Alphaviruses are a group of lipid-membrane-enveloped viruses, many of which are significant human pathogens, including Chikungunya virus and Venezuelan equine encephalitis virus. However, there are currently no anti-viral drugs or vaccines available for these viruses. Detailed information of the virus structures and life cycles would greatly help the design and development of anti-viral strategies. Alphaviruses have two glycoproteins, E1 and E2, covering the virion surface. Both play critical roles in attaining virus entry into host cells. The E1 protein mediates fusion of the viral membrane with the endosomal membrane of host cells in the acidic environment. The E2 protein recognizes molecules on the viral surface that can act as receptors on the cellular surface to initiate virus entry. Michael Rossmann and colleagues determined the crystal structure of the E1-E2 protein from Sindbis virus, a commonly used laboratory alphavirus. The structure of E1 was previously known and was used as a molecular replacement search model to solve the complex structure. The E1-E2 heterodimers formed homotrimers that had the same structure as the trimeric spikes on the virus surface observed at lower resolution using cryo electron microscopy. The structure of E2 was found to have three domains (A, B and C) with the A and C domains forming immunoglobulin-like folds.

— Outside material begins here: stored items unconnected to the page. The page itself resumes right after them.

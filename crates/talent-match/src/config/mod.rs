use std::env;
use std::fmt;
use std::net::{IpAddr, SocketAddr};

/// Distinguishes runtime behavior for different stages of the service.
#[derive(Debug, Clone, Copy, PartialEq, Eq)]
pub enum AppEnvironment {
    Development,
    Test,
    Production,
}

impl AppEnvironment {
    fn from_str(value: &str) -> Self {
        match value.trim().to_ascii_lowercase().as_str() {
            "prod" | "production" => Self::Production,
            "test" | "ci" => Self::Test,
            _ => Self::Development,
        }
    }
}

/// Top-level configuration for the application.
#[derive(Debug, Clone)]
pub struct AppConfig {
    pub environment: AppEnvironment,
    pub server: ServerConfig,
    pub telemetry: TelemetryConfig,
    pub matching: MatchingSettings,
}

impl AppConfig {
    pub fn load() -> Result<Self, ConfigError> {
        dotenvy::dotenv().ok();

        let environment = AppEnvironment::from_str(
            &env::var("APP_ENV").unwrap_or_else(|_| "development".to_string()),
        );

        let host = env::var("APP_HOST").unwrap_or_else(|_| "127.0.0.1".to_string());
        let port = env::var("APP_PORT")
            .unwrap_or_else(|_| "3000".to_string())
            .parse::<u16>()
            .map_err(|_| ConfigError::InvalidPort)?;

        let log_level = env::var("APP_LOG_LEVEL").unwrap_or_else(|_| "info".to_string());

        Ok(Self {
            environment,
            server: ServerConfig { host, port },
            telemetry: TelemetryConfig { log_level },
            matching: MatchingSettings::from_env()?,
        })
    }
}

/// Settings controlling the HTTP server binding.
#[derive(Debug, Clone)]
pub struct ServerConfig {
    pub host: String,
    pub port: u16,
}

impl ServerConfig {
    pub fn socket_addr(&self) -> Result<SocketAddr, ConfigError> {
        if self.host.eq_ignore_ascii_case("localhost") {
            return Ok(SocketAddr::new(IpAddr::from([127, 0, 0, 1]), self.port));
        }

        let ip: IpAddr = self
            .host
            .parse()
            .map_err(|source| ConfigError::InvalidHost { source })?;

        Ok(SocketAddr::new(ip, self.port))
    }
}

/// Tracing controls.
#[derive(Debug, Clone)]
pub struct TelemetryConfig {
    pub log_level: String,
}

/// Request-level defaults for the matching endpoints. Scoring weights are not configurable.
#[derive(Debug, Clone, PartialEq)]
pub struct MatchingSettings {
    pub default_min_score: f64,
    pub max_batch_size: usize,
}

impl Default for MatchingSettings {
    fn default() -> Self {
        Self {
            default_min_score: 0.0,
            max_batch_size: 1000,
        }
    }
}

impl MatchingSettings {
    pub fn from_env() -> Result<Self, ConfigError> {
        let defaults = Self::default();

        let default_min_score = match env::var("MATCH_DEFAULT_MIN_SCORE") {
            Ok(raw) => raw
                .trim()
                .parse::<f64>()
                .ok()
                .filter(|score| (0.0..=100.0).contains(score))
                .ok_or(ConfigError::InvalidMinScore)?,
            Err(_) => defaults.default_min_score,
        };

        let max_batch_size = match env::var("MATCH_MAX_BATCH") {
            Ok(raw) => raw
                .trim()
                .parse::<usize>()
                .ok()
                .filter(|size| *size > 0)
                .ok_or(ConfigError::InvalidBatchSize)?,
            Err(_) => defaults.max_batch_size,
        };

        Ok(Self {
            default_min_score,
            max_batch_size,
        })
    }
}

#[derive(Debug)]
pub enum ConfigError {
    InvalidPort,
    InvalidHost { source: std::net::AddrParseError },
    InvalidMinScore,
    InvalidBatchSize,
}

impl fmt::Display for ConfigError {
    fn fmt(&self, f: &mut fmt::Formatter<'_>) -> fmt::Result {
        match self {
            ConfigError::InvalidPort => write!(f, "APP_PORT must be a valid u16"),
            ConfigError::InvalidHost { .. } => {
                write!(f, "APP_HOST must parse to an IPv4 or IPv6 address")
            }
            ConfigError::InvalidMinScore => {
                write!(f, "MATCH_DEFAULT_MIN_SCORE must be a number between 0 and 100")
            }
            ConfigError::InvalidBatchSize => {
                write!(f, "MATCH_MAX_BATCH must be a positive integer")
            }
        }
    }
}

impl std::error::Error for ConfigError {
    fn source(&self) -> Option<&(dyn std::error::Error + 'static)> {
        match self {
            ConfigError::InvalidHost { source } => Some(source),
            ConfigError::InvalidPort
            | ConfigError::InvalidMinScore
            | ConfigError::InvalidBatchSize => None,
        }
    }
}

#[cfg(test)]
mod tests {
    use super::*;
    use std::env;
    use std::sync::{Mutex, OnceLock};

    fn env_guard() -> &'static Mutex<()> {
        static GUARD: OnceLock<Mutex<()>> = OnceLock::new();
        GUARD.get_or_init(|| Mutex::new(()))
    }

    fn reset_env() {
        env::remove_var("APP_ENV");
        env::remove_var("APP_HOST");
        env::remove_var("APP_PORT");
        env::remove_var("APP_LOG_LEVEL");
        env::remove_var("MATCH_DEFAULT_MIN_SCORE");
        env::remove_var("MATCH_MAX_BATCH");
    }

    #[test]
    fn load_uses_defaults_when_env_missing() {
        let _lock = env_guard().lock().expect("env mutex poisoned");
        reset_env();
        let config = AppConfig::load().expect("config loads with defaults");
        assert_eq!(config.environment, AppEnvironment::Development);
        assert_eq!(config.server.host, "127.0.0.1");
        assert_eq!(config.server.port, 3000);
        assert_eq!(config.telemetry.log_level, "info");
        assert_eq!(config.matching, MatchingSettings::default());
    }

    #[test]
    fn accepts_localhost_host() {
        let _lock = env_guard().lock().expect("env mutex poisoned");
        reset_env();
        env::set_var("APP_HOST", "localhost");
        let config = AppConfig::load().expect("config loads");
        let addr = config.server.socket_addr().expect("localhost resolves");
        assert_eq!(addr, SocketAddr::new(IpAddr::from([127, 0, 0, 1]), 3000));
        reset_env();
    }

    #[test]
    fn reads_matching_overrides() {
        let _lock = env_guard().lock().expect("env mutex poisoned");
        reset_env();
        env::set_var("MATCH_DEFAULT_MIN_SCORE", "65");
        env::set_var("MATCH_MAX_BATCH", "25");
        let config = AppConfig::load().expect("config loads");
        assert_eq!(config.matching.default_min_score, 65.0);
        assert_eq!(config.matching.max_batch_size, 25);
        reset_env();
    }

    #[test]
    fn rejects_out_of_range_min_score() {
        let _lock = env_guard().lock().expect("env mutex poisoned");
        reset_env();
        env::set_var("MATCH_DEFAULT_MIN_SCORE", "140");
        let err = AppConfig::load().expect_err("min score rejected");
        assert!(matches!(err, ConfigError::InvalidMinScore));
        reset_env();
    }
}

At the low pH condition used to grow the crystals, domain B was disordered, which represents an intermediate state essential for membrane fusion and cell entry.
Figure: Model of the Sindbis virus capsid. E1 molecules are shown in red, E2 molecules are shown in blue. The exposed fusion loop of E1 is shown in green.
Citation: Li L, Jose J, Xiang Y, Kuhn RJ, Rossmann MG. Structural changes of envelope proteins during alphavirus fusion. Nature. 2010 Dec 2; 468: 705-8. doi: 10.1038/nature09546.